> THE TASK
Provide again, from the entries below, every line from the one containing "(Value::Object(mut target_map), Value::Object(source_map))" through the one containing "(_, source) =>", exactly as written, and no other line.

> DATA FOR PROCESSING
*** Begin section ***
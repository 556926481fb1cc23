//! Prometheus recorder and metric names.

use metrics_exporter_prometheus::{BuildError, PrometheusBuilder, PrometheusHandle};
use tracing::info;

/// Install the global Prometheus recorder.
///
/// Returns the handle used to render `/metrics`. Call once at startup,
/// before anything is recorded.
pub fn install_recorder() -> Result<PrometheusHandle, BuildError> {
    let handle = PrometheusBuilder::new().install_recorder()?;
    info!("prometheus metrics recorder installed");
    Ok(handle)
}

/// Render Prometheus text format.
pub fn render(handle: &PrometheusHandle) -> String {
    handle.render()
}

/// Connections started (counter).
pub const CONNECTIONS_TOTAL: &str = "tidewire_connections_total";
/// Connections currently running (gauge).
pub const CONNECTIONS_ACTIVE: &str = "tidewire_connections_active";
/// Started connections that have stopped (counter).
pub const DISCONNECTIONS_TOTAL: &str = "tidewire_disconnections_total";
/// Sessions refused at the connection limit (counter).
pub const CONNECTIONS_REJECTED_TOTAL: &str = "tidewire_connections_rejected_total";
/// Frames decoded from clients (counter).
pub const FRAMES_RECEIVED_TOTAL: &str = "tidewire_frames_received_total";
/// Frames written to clients (counter).
pub const FRAMES_SENT_TOTAL: &str = "tidewire_frames_sent_total";
/// Frames that failed to decode (counter).
pub const DECODE_ERRORS_TOTAL: &str = "tidewire_decode_errors_total";
/// Messages with no registered handler (counter).
pub const UNKNOWN_MSG_TOTAL: &str = "tidewire_unknown_msg_total";
/// Handler invocations that panicked (counter).
pub const HANDLER_PANICS_TOTAL: &str = "tidewire_handler_panics_total";
/// Handler invocations cut off by the deadline (counter).
pub const HANDLER_TIMEOUTS_TOTAL: &str = "tidewire_handler_timeouts_total";
/// Handler wall time (histogram).
pub const HANDLER_DURATION_SECONDS: &str = "tidewire_handler_duration_seconds";
/// Broadcast frames dropped on full queues (counter).
pub const BROADCAST_DROPS_TOTAL: &str = "tidewire_broadcast_drops_total";
/// Connections stopped by the liveness monitor (counter).
pub const HEARTBEAT_EVICTIONS_TOTAL: &str = "tidewire_heartbeat_evictions_total";

#[cfg(test)]
mod tests {
    use super::*;

    #[test]
    fn render_without_global_install() {
        let handle = PrometheusBuilder::new().build_recorder().handle();
        let output = render(&handle);
        assert!(output.is_empty() || output.contains('\n'));
    }

    #[test]
    fn metric_constants_are_snake_case() {
        let names = [
            CONNECTIONS_TOTAL,
            CONNECTIONS_ACTIVE,
            DISCONNECTIONS_TOTAL,
            CONNECTIONS_REJECTED_TOTAL,
            FRAMES_RECEIVED_TOTAL,
            FRAMES_SENT_TOTAL,
            DECODE_ERRORS_TOTAL,
            UNKNOWN_MSG_TOTAL,
            HANDLER_PANICS_TOTAL,
            HANDLER_TIMEOUTS_TOTAL,
            HANDLER_DURATION_SECONDS,
            BROADCAST_DROPS_TOTAL,
            HEARTBEAT_EVICTIONS_TOTAL,
        ];
        for name in names {
            assert!(
                name.starts_with("tidewire_")
                    && name.chars().all(|c| c.is_ascii_lowercase() || c == '_'),
                "metric name '{name}' must be snake_case with the tidewire_ prefix"
            );
        }
    }
}
//! Configuration loading with deep merge and environment variable overrides.
//!
//! Loading flow:
//! 1. Start with compiled [`ServerConfig::default()`]
//! 2. If a JSON config file exists, deep-merge its values over the defaults
//! 3. Apply `TIDEWIRE_*` environment variable overrides (highest priority)
//! 4. Validate the result

use std::path::Path;

use serde_json::Value;
use tracing::debug;

use crate::config::{FrameMode, ServerConfig};
use crate::errors::ConfigError;

/// Environment variable naming the config file.
pub const CONFIG_PATH_ENV: &str = "TIDEWIRE_CONFIG";

/// Load configuration from an optional file path plus environment overrides.
///
/// A missing file is not an error; defaults are used instead. A file with
/// invalid JSON is.
pub fn load_config(path: Option<&Path>) -> Result<ServerConfig, ConfigError> {
    let env_path = std::env::var(CONFIG_PATH_ENV).ok();
    let path = path.or(env_path.as_deref().map(Path::new));
    let mut config = match path {
        Some(p) => load_config_from_path(p)?,
        None => ServerConfig::default(),
    };
    apply_env_overrides(&mut config, |key| std::env::var(key).ok());
    config.validate()?;
    Ok(config)
}

/// Load configuration from a specific path, without env overrides.
pub fn load_config_from_path(path: &Path) -> Result<ServerConfig, ConfigError> {
    let defaults = serde_json::to_value(ServerConfig::default())?;

    let merged = if path.exists() {
        debug!(?path, "loading config from file");
        let content = std::fs::read_to_string(path)?;
        let user: Value = serde_json::from_str(&content)?;
        deep_merge(defaults, user)
    } else {
        debug!(?path, "config file not found, using defaults");
        defaults
    };

    Ok(serde_json::from_value(merged)?)
}

/// Recursive deep merge of two JSON values.
///
/// - Objects are merged recursively (source overrides target per-key)
/// - Arrays and primitives are replaced entirely by source
/// - Null values in source are skipped (preserving target)
pub fn deep_merge(target: Value, source: Value) -> Value {
    match (target, source) {
        (Value::Object(mut target_map), Value::Object(source_map)) => {
            for (key, source_val) in source_map {
                if source_val.is_null() {
                    continue;
                }
                let merged = if let Some(target_val) = target_map.remove(&key) {
                    deep_merge(target_val, source_val)
                } else {
                    source_val
                };
                let _ = target_map.insert(key, merged);
            }
            Value::Object(target_map)
        }
        (_, source) => source,
    }
}

/// Apply environment overrides using `lookup` to read variables.
///
/// Unparseable or out-of-range values are ignored and the file/default
/// value is kept.
pub fn apply_env_overrides(config: &mut ServerConfig, lookup: impl Fn(&str) -> Option<String>) {
    if let Some(v) = read_string(&lookup, "TIDEWIRE_HOST") {
        config.host = v;
    }
    if let Some(v) = read_parsed::<u16>(&lookup, "TIDEWIRE_PORT") {
        config.port = v;
    }
    if let Some(v) = read_parsed::<FrameMode>(&lookup, "TIDEWIRE_FRAME_MODE") {
        config.frame_mode = v;
    }
    if let Some(v) = read_parsed::<usize>(&lookup, "TIDEWIRE_WORKER_POOL_SIZE") {
        config.worker_pool_size = v;
    }
    if let Some(v) = read_parsed::<usize>(&lookup, "TIDEWIRE_MAX_CONNECTIONS").filter(|v| *v > 0) {
        config.max_connections = v;
    }
    if let Some(v) = read_parsed::<usize>(&lookup, "TIDEWIRE_MAX_PAYLOAD_LEN")
        .filter(|v| *v <= u32::MAX as usize)
    {
        config.max_payload_len = v;
    }
    if let Some(v) = read_parsed::<u64>(&lookup, "TIDEWIRE_HEARTBEAT_TIMEOUT").filter(|v| *v > 0) {
        config.heartbeat_timeout_secs = v;
    }
    if let Some(v) = read_string(&lookup, "TIDEWIRE_LOG_LEVEL") {
        config.log_level = v;
    }
}

fn read_string(lookup: &impl Fn(&str) -> Option<String>, key: &str) -> Option<String> {
    lookup(key).map(|v| v.trim().to_owned()).filter(|v| !v.is_empty())
}

fn read_parsed<T: std::str::FromStr>(
    lookup: &impl Fn(&str) -> Option<String>,
    key: &str,
) -> Option<T> {
    let raw = read_string(lookup, key)?;
    match raw.parse() {
        Ok(v) => Some(v),
        Err(_) => {
            debug!(key, value = raw, "ignoring unparseable env override");
            None
        }
    }
}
*** End section ***
> RESPONSE TO THIS EXERCISE
        (Value::Object(mut target_map), Value::Object(source_map)) => {
            for (key, source_val) in source_map {
                if source_val.is_null() {
                    continue;
                }
                let merged = if let Some(target_val) = target_map.remove(&key) {
                    deep_merge(target_val, source_val)
                } else {
                    source_val
                };
                let _ = target_map.insert(key, merged);
            }
            Value::Object(target_map)
        }
        (_, source) => source,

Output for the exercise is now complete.